- Problem description: Only the lines from the one with "pub fn called_function(&self)" through the end of the material, both ends included, should be retyped exactly.

#####

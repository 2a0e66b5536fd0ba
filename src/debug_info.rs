//! Debug metadata lookups: source files of functions, names of struct fields.

use crate::ir::{Function, Module};

/// Read-only view over the debug metadata carried by a module
#[derive(Debug, Clone, Copy)]
pub struct DebugInfo<'m> {
    module: &'m Module,
}

impl<'m> DebugInfo<'m> {
    pub fn new(module: &'m Module) -> Self {
        Self { module }
    }

    /// Does every function definition carry a subprogram?
    pub fn module_has_full_debug_info(&self) -> bool {
        let mut definitions = self
            .module
            .functions
            .iter()
            .filter(|f| !f.is_declaration())
            .peekable();
        definitions.peek().is_some() && definitions.all(|f| f.subprogram.is_some())
    }

    /// Source file recorded for a function, if any
    pub fn source_file(&self, function: &'m Function) -> Option<&'m str> {
        function.subprogram.as_ref().map(|sp| sp.file.as_str())
    }

    /// Source-level name of field `ordinal` in struct type `type_name`.
    ///
    /// Without a composite type record the ordinal is used (`field2`).
    pub fn field_name(&self, type_name: &str, ordinal: usize) -> String {
        self.module
            .debug_types
            .iter()
            .find(|t| t.type_name == type_name)
            .and_then(|t| t.fields.get(ordinal))
            .cloned()
            .unwrap_or_else(|| format!("field{}", ordinal))
    }
}

/// File name with any directory (`/` or `\` separated) removed
pub fn base_file_name(path: &str) -> &str {
    match path.rfind(['/', '\\']) {
        Some(pos) => &path[pos + 1..],
        None => path,
    }
}

#[cfg(test)]
mod tests {
    use super::*;
    use crate::ir::{DiCompositeType, FunctionBuilder, IrType};

    #[test]
    fn test_base_file_name() {
        assert_eq!(base_file_name("/usr/src/sys/kern/a.c"), "a.c");
        assert_eq!(base_file_name("C:\\src\\b.c"), "b.c");
        assert_eq!(base_file_name("c.c"), "c.c");
        assert_eq!(base_file_name(""), "");
    }

    #[test]
    fn test_field_name_fallback() {
        let mut module = Module::new("m");
        module.debug_types.push(DiCompositeType {
            type_name: "struct.test_struct".into(),
            fields: vec!["test_int".into(), "test_charp".into()],
        });
        let debug = DebugInfo::new(&module);
        assert_eq!(debug.field_name("struct.test_struct", 1), "test_charp");
        assert_eq!(debug.field_name("struct.test_struct", 5), "field5");
        assert_eq!(debug.field_name("struct.other", 0), "field0");
    }

    #[test]
    fn test_full_debug_info() {
        let mut module = Module::new("m");
        assert!(!DebugInfo::new(&module).module_has_full_debug_info());

        let mut fb = FunctionBuilder::new("f", IrType::Void, &[]);
        fb.ret(None);
        module.add_function(fb.subprogram("/tmp/a.c", 3).build());
        assert!(DebugInfo::new(&module).module_has_full_debug_info());

        let mut fb = FunctionBuilder::new("g", IrType::Void, &[]);
        fb.ret(None);
        module.add_function(fb.build());
        assert!(!DebugInfo::new(&module).module_has_full_debug_info());
    }
}
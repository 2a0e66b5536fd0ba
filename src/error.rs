//! Error types for the Loom instrumentation engine

use std::path::PathBuf;
use thiserror::Error;

/// Loom errors
#[derive(Error, Debug, Clone, PartialEq)]
pub enum Error {
    // Policy errors
    /// The policy file could not be opened or read
    ///
    /// **Triggered by:** A missing, unreadable or non-regular policy file
    /// **Prevention:** Pass an existing path in `RewriteOptions::policy_file`
    #[error("Error opening policy file '{}': {message}", path.display())]
    PolicyFileNotFound {
        /// Path that was opened
        path: PathBuf,
        /// Operating system error description
        message: String,
    },

    /// The policy document is malformed or uses an unknown enumeration value
    ///
    /// **Triggered by:** Bad YAML, unknown keys, or values such as `strategy: sideways`
    #[error("Policy parse error at line {line}, column {column}: {message}")]
    PolicyParse {
        /// Line number (1-based, 0 when unknown)
        line: usize,
        /// Column number (1-based, 0 when unknown)
        column: usize,
        /// Parser message
        message: String,
    },

    /// A name pattern in the policy is not a valid regular expression.
    ///
    /// Never surfaced by matching: an invalid pattern simply matches nothing.
    #[error("Invalid name pattern '{pattern}': {message}")]
    InvalidNamePattern {
        /// The pattern as written in the policy
        pattern: String,
        /// Regex compiler message
        message: String,
    },

    // Program errors
    /// The module carries no debug metadata; file-scoped rules only match
    /// rules without a `within-file` constraint.
    #[error("Module '{module}' is missing debug metadata, instrumentation may be incomplete")]
    MissingDebugInfo {
        /// Module name
        module: String,
    },

    /// A recorded instrumentation point no longer resolves to an instruction
    #[error("Instrumentation point {value} not found in function '{function}'")]
    InvalidInstrumentationPoint {
        /// Enclosing function name
        function: String,
        /// Instruction id
        value: u32,
    },

    /// Malformed IR (e.g. JSON that does not describe a module)
    #[error("IR error: {0}")]
    Ir(String),
}

/// Error severity classification
#[derive(Debug, Clone, Copy, PartialEq, Eq)]
pub enum ErrorSeverity {
    /// Aborts the run before any mutation
    Fatal,
    /// Warning that doesn't prevent instrumentation
    Warning,
}

impl Error {
    /// Create an IR error with a message
    pub fn ir(msg: impl Into<String>) -> Self {
        Error::Ir(msg.into())
    }

    /// Classify error severity
    pub fn classify(&self) -> ErrorSeverity {
        match self {
            Error::PolicyFileNotFound { .. } => ErrorSeverity::Fatal,
            Error::PolicyParse { .. } => ErrorSeverity::Fatal,
            Error::Ir(_) => ErrorSeverity::Fatal,

            Error::InvalidNamePattern { .. } => ErrorSeverity::Warning,
            Error::MissingDebugInfo { .. } => ErrorSeverity::Warning,
            Error::InvalidInstrumentationPoint { .. } => ErrorSeverity::Warning,
        }
    }
}

impl From<serde_yaml_ng::Error> for Error {
    fn from(err: serde_yaml_ng::Error) -> Self {
        let (line, column) = err
            .location()
            .map(|loc| (loc.line(), loc.column()))
            .unwrap_or((0, 0));
        Error::PolicyParse {
            line,
            column,
            message: err.to_string(),
        }
    }
}

impl From<serde_json::Error> for Error {
    fn from(err: serde_json::Error) -> Self {
        Error::Ir(err.to_string())
    }
}

/// Result type for Loom operations
pub type Result<T> = std::result::Result<T, Error>;

#[cfg(test)]
mod tests {
    use super::*;

    #[test]
    fn test_classify() {
        let err = Error::PolicyParse {
            line: 3,
            column: 1,
            message: "unknown variant".into(),
        };
        assert_eq!(err.classify(), ErrorSeverity::Fatal);

        let err = Error::MissingDebugInfo {
            module: "test.c".into(),
        };
        assert_eq!(err.classify(), ErrorSeverity::Warning);
    }

    #[test]
    fn test_display_includes_position() {
        let err = Error::PolicyParse {
            line: 7,
            column: 12,
            message: "bad".into(),
        };
        assert_eq!(
            err.to_string(),
            "Policy parse error at line 7, column 12: bad"
        );
    }
}
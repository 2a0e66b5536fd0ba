//! # Instrumentation
//!
//! [`Instrumenter`] turns a recorded instrumentation point into a hook;
//! [`InstrStrategy`] places the hook's logging code either in a shared
//! callout function or inline at the site.

mod instrumenter;
mod strategy;

pub use instrumenter::{FieldAccess, FnDetails, Instrumenter, NameFn};
pub use strategy::{HookSpec, InstrStrategy};
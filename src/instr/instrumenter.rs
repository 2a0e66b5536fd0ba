//! Hook construction for each kind of instrumentation point.
//!
//! The instrumenter decides what a hook is called, what it carries and where
//! it goes; the [`InstrStrategy`] decides how the logging code is placed.

use super::strategy::{HookSpec, InstrStrategy};
use crate::ir::{FuncId, InstKind, IrBuilder, IrType, Module, Operand, ValueId};
use crate::logger::Parameter;
use crate::policy::{Direction, Metadata, Policy, Transform};
use crate::{Error, Result};

/// Builds a hook name from its components
pub type NameFn<'a> = Box<dyn Fn(&[&str]) -> String + 'a>;

/// Per-function details from the policy
#[derive(Debug, Clone, Default, PartialEq, Eq)]
pub struct FnDetails {
    pub metadata: Metadata,
    pub transforms: Vec<Transform>,
}

impl FnDetails {
    /// Details of the first policy rule matching `function`
    pub fn from_policy(policy: &Policy, module: &Module, function: FuncId) -> Self {
        let function = module.func(function);
        Self {
            metadata: policy.instr_metadata(function),
            transforms: policy.instr_transforms(function),
        }
    }
}

/// A structure field access recognised by the collection pass
#[derive(Debug, Clone, PartialEq, Eq)]
pub struct FieldAccess {
    /// The address computation (`&base->field`)
    pub field_addr: ValueId,
    /// Unqualified structure name (`foo` for `struct.foo`)
    pub struct_name: String,
    /// Source-level field name
    pub field_name: String,
}

/// Inserts hooks into a module
pub struct Instrumenter<'a> {
    name: NameFn<'a>,
    strategy: InstrStrategy,
}
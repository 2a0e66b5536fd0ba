//! IR instruction definitions

use super::types::IrType;
use serde::{Deserialize, Serialize};

/// SSA value handle, unique within a function.
///
/// Parameters and instructions share one id space. Instruction ids are stable:
/// inserting or moving other instructions never renumbers them.
#[derive(Debug, Clone, Copy, PartialEq, Eq, Hash, PartialOrd, Ord, Serialize, Deserialize)]
pub struct ValueId(pub u32);

/// Instruction operand
#[derive(Debug, Clone, PartialEq, Eq, Hash, Serialize, Deserialize)]
pub enum Operand {
    /// Result of an instruction or a function parameter
    Value(ValueId),
    /// Integer constant of the given bit width
    ConstInt(u32, i64),
    /// Double constant (IEEE-754 bit pattern)
    ConstDouble(u64),
    /// Null pointer of the given pointer type
    Null(IrType),
    /// Address of a global variable
    Global(String),
    /// Address of a function
    Function(String),
}

impl Operand {
    /// 32-bit integer constant
    pub fn i32(value: i64) -> Self {
        Operand::ConstInt(32, value)
    }

    /// Constant value if this is an integer constant
    pub fn as_const_int(&self) -> Option<i64> {
        match self {
            Operand::ConstInt(_, v) => Some(*v),
            _ => None,
        }
    }

    pub fn as_value(&self) -> Option<ValueId> {
        match self {
            Operand::Value(id) => Some(*id),
            _ => None,
        }
    }
}

/// Call target
#[derive(Debug, Clone, PartialEq, Eq, Serialize, Deserialize)]
pub enum Callee {
    /// Statically known function
    Direct(String),
    /// Function pointer
    Indirect(Operand),
}

/// Cast operations
#[derive(Debug, Clone, Copy, PartialEq, Eq, Serialize, Deserialize)]
pub enum CastOp {
    SExt,
    ZExt,
    FpExt,
    PtrToInt,
    BitCast,
}

/// Binary arithmetic operations
#[derive(Debug, Clone, Copy, PartialEq, Eq, Serialize, Deserialize)]
pub enum BinOp {
    Add,
    Sub,
    Mul,
    And,
    Or,
}

/// Instruction payload
#[derive(Debug, Clone, PartialEq, Serialize, Deserialize)]
pub enum InstKind {
    /// Call a function; `ret_ty` is `Void` when there is no result
    Call {
        /// Call target
        callee: Callee,
        /// Actual arguments
        args: Vec<Operand>,
        /// Result type
        ret_ty: IrType,
    },
    /// dst = *ptr
    Load {
        /// Loaded type
        ty: IrType,
        /// Address
        ptr: Operand,
    },
    /// *ptr = value
    Store {
        /// Stored value
        value: Operand,
        /// Address
        ptr: Operand,
    },
    /// Address computation: &base[indices...] over `source_ty`
    FieldAddr {
        /// Element type the first index steps over
        source_ty: IrType,
        /// Base pointer
        base: Operand,
        /// Index list (first selects the aggregate, the rest select members)
        indices: Vec<Operand>,
    },
    /// Stack slot of the given type
    Alloca {
        /// Allocated type
        ty: IrType,
    },
    /// Type conversion
    Cast {
        /// Conversion kind
        op: CastOp,
        /// Source value
        value: Operand,
        /// Destination type
        to: IrType,
    },
    /// dst = lhs op rhs
    Binary {
        /// Operation
        op: BinOp,
        /// Operand type
        ty: IrType,
        /// Left operand
        lhs: Operand,
        /// Right operand
        rhs: Operand,
    },
    /// Unconditional branch
    Br {
        /// Target block label
        target: String,
    },
    /// Conditional branch
    CondBr {
        /// i1 condition
        cond: Operand,
        /// Label taken when true
        then_label: String,
        /// Label taken when false
        else_label: String,
    },
    /// Return with optional value
    Ret {
        /// Returned value
        value: Option<Operand>,
    },
}

/// An instruction with its stable id
#[derive(Debug, Clone, PartialEq, Serialize, Deserialize)]
pub struct Instruction {
    /// Result value / identity
    pub id: ValueId,
    /// Payload
    pub kind: InstKind,
}

impl Instruction {
    /// All operands read by this instruction
    pub fn operands(&self) -> Vec<&Operand> {
        match &self.kind {
            InstKind::Call { callee, args, .. } => {
                let mut ops: Vec<&Operand> = Vec::with_capacity(args.len() + 1);
                if let Callee::Indirect(target) = callee {
                    ops.push(target);
                }
                ops.extend(args.iter());
                ops
            }
            InstKind::Load { ptr, .. } => vec![ptr],
            InstKind::Store { value, ptr } => vec![value, ptr],
            InstKind::FieldAddr { base, indices, .. } => {
                let mut ops = vec![base];
                ops.extend(indices.iter());
                ops
            }
            InstKind::Alloca { .. } | InstKind::Br { .. } => Vec::new(),
            InstKind::Cast { value, .. } => vec![value],
            InstKind::Binary { lhs, rhs, .. } => vec![lhs, rhs],
            InstKind::CondBr { cond, .. } => vec![cond],
            InstKind::Ret { value } => value.iter().collect(),
        }
    }

    /// Does this instruction read `id`?
    pub fn uses(&self, id: ValueId) -> bool {
        self.operands()
            .iter()
            .any(|op| matches!(op, Operand::Value(v) if *v == id))
    }

    pub fn is_terminator(&self) -> bool {
        matches!(
            self.kind,
            InstKind::Br { .. } | InstKind::CondBr { .. } | InstKind::Ret { .. }
        )
    }

    /// Statically known call target, if this is a direct call
    pub fn called_function(&self) -> Option<&str> {
        match &self.kind {
            InstKind::Call {
                callee: Callee::Direct(name),
                ..
            } => Some(name),
            _ => None,
        }
    }
}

#####

- Worked solution:
    pub fn called_function(&self) -> Option<&str> {
        match &self.kind {
            InstKind::Call {
                callee: Callee::Direct(name),
                ..
            } => Some(name),
            _ => None,
        }
    }
}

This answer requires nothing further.